Scientists from Yangtze University, Jingzhou, China developed a computational tool, “Grit,” to identify the upstream transcription factor binding sites in orthologous genes by the utilization of mixed Student’s t-test statistics. 

The transcription factor (TF) regulates the transcription of DNA to messenger RNA or mRNA by binding to upstream sequence motifs.
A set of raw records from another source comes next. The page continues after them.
// SPDX-License-Identifier: AGPL-3.0-or-later
//
// Copyright (C) 2026 Relational Network

//! Token issuance and validation.
//!
//! ## Issue
//!
//! 1. Generate a UUID v4 token id (`jti`)
//! 2. Build [`Claims`] from the injected clock, valid for 30 minutes
//! 3. Save `jti -> user id` in the revocation store
//! 4. Sign the claims with RS256 and return the compact token
//!
//! A failed store write aborts issuance; no token is returned.
//!
//! ## Validate
//!
//! Checks run cheapest first and stop at the first failure:
//!
//! 1. `Authorization: Bearer <token>` is present
//! 2. RS256 signature, `iss` and `sub` (the JWT library does not look at `exp`)
//! 3. `exp > now` and `iat <= now` against the injected clock
//! 4. The revocation store still has a record for `jti`
//!
//! A forged token never costs a store round-trip.

use std::sync::Arc;

use axum::http::{header::AUTHORIZATION, HeaderMap};
use jsonwebtoken::{decode, encode, Header, Validation};
use uuid::Uuid;

use super::claims::{access_token_ttl, Claims, ISSUER, SUBJECT};
use super::keys::{SigningKeys, SIGNING_ALGORITHM};
use super::TokenError;
use crate::clock::Clock;
use crate::models::UserId;
use crate::store::RevocationStore;

/// Issues and validates revocable access tokens.
#[derive(Clone)]
pub struct Signer {
    keys: Arc<SigningKeys>,
    store: Arc<dyn RevocationStore>,
    clock: Arc<dyn Clock>,
}

impl Signer {
    pub fn new(
        keys: Arc<SigningKeys>,
        store: Arc<dyn RevocationStore>,
        clock: Arc<dyn Clock>,
    ) -> Self {
        Self { keys, store, clock }
    }

    /// The revocation store this signer writes to and reads from.
    pub fn store(&self) -> &Arc<dyn RevocationStore> {
        &self.store
    }

    /// Issue a token for `user_id` carrying `role` and `user_name`.
    pub async fn issue(
        &self,
        user_id: UserId,
        role: &str,
        user_name: &str,
    ) -> Result<String, TokenError> {
        let token_id = Uuid::new_v4().to_string();
        let claims = Claims::new(
            token_id.clone(),
            self.clock.now(),
            access_token_ttl(),
            role,
            user_name,
        )?;

        self.store
            .save(&token_id, user_id)
            .await
            .map_err(|source| TokenError::StoreWrite {
                token_id: token_id.clone(),
                source,
            })?;

        let token = encode(
            &Header::new(SIGNING_ALGORITHM),
            &claims,
            self.keys.encoding_key(),
        )
        .map_err(TokenError::Signing)?;

        tracing::info!(token_id = %token_id, user_id = %user_id, role, "issued access token");
        Ok(token)
    }

    /// Validate the bearer token carried in `headers`.
    pub async fn validate(&self, headers: &HeaderMap) -> Result<Claims, TokenError> {
        let token = bearer_token(headers)?;
        self.validate_token(token).await
    }

    /// Validate a raw compact token.
    pub async fn validate_token(&self, token: &str) -> Result<Claims, TokenError> {
        let claims = decode::<Claims>(token, self.keys.decoding_key(), &validation())
            .map_err(TokenError::InvalidToken)?
            .claims;

        let now = self.clock.now();
        if claims.is_expired_at(now) {
            return Err(TokenError::Expired {
                token_id: claims.jti,
            });
        }
        if claims.is_not_yet_valid_at(now) {
            return Err(TokenError::NotYetValid {
                token_id: claims.jti,
            });
        }

        match self.store.load(&claims.jti).await {
            Ok(_) => Ok(claims),
            Err(err) if err.is_not_found() => Err(TokenError::Revoked {
                token_id: claims.jti,
            }),
            Err(source) => Err(TokenError::StoreRead {
                token_id: claims.jti,
                source,
            }),
        }
    }
}

/// Signature, algorithm, issuer and subject checks. Time is checked by the
/// signer against its own clock, so `exp` is only required to be present.
fn validation() -> Validation {
    let mut validation = Validation::new(SIGNING_ALGORITHM);
    validation.validate_exp = false;
    validation.validate_nbf = false;
    validation.validate_aud = false;
    validation.leeway = 0;
    validation.set_required_spec_claims(&["exp", "iss", "sub"]);
    validation.set_issuer(&[ISSUER]);
    validation.sub = Some(SUBJECT.to_string());
    validation
}

fn bearer_token(headers: &HeaderMap) -> Result<&str, TokenError> {
    let value = headers
        .get(AUTHORIZATION)
        .ok_or(TokenError::MissingToken)?
        .to_str()
        .map_err(|_| TokenError::MalformedHeader)?;

    let token = value
        .strip_prefix("Bearer ")
        .map(str::trim)
        .ok_or(TokenError::MalformedHeader)?;
    if token.is_empty() {
        return Err(TokenError::MalformedHeader);
    }
    Ok(token)
}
Distinguishing the locations of known motifs in entire genomes is computationally concentrated.

This study presents a computational tool named “Grit” for screening transcription factor binding sites or TFBS by the coordination of transcription factors to their promoter sequences in orthologous genes. 

Image Description: Graphical illustration of differences in results of Grit and other tools
Image Source: Identification of upstream transcription factor binding sites in orthologous genes using mixed Student’s t-test statistics

It utilizes a recently evolved mixed Student’s t-test statistical methodology that recognizes high-scoring binding sites using conservation data among species. 

The Grit program performs sequence scanning at a pace of 3.2 Mbp/s on a quad-core Amazon server and has been benchmarked by the deep-rooted ChIP-Seq datasets, putting Grit among the highest level TFBS predictors. 

It essentially beats the notable transcription factor motif examining apparatuses, Pscan (4.8%) and FIMO (17.8%), in the analysis of irrefutably factual and well-documented ChIP-Atlas human genome Chip-Seq datasets.

The Utilization of Point Weight Matrices (PWM) 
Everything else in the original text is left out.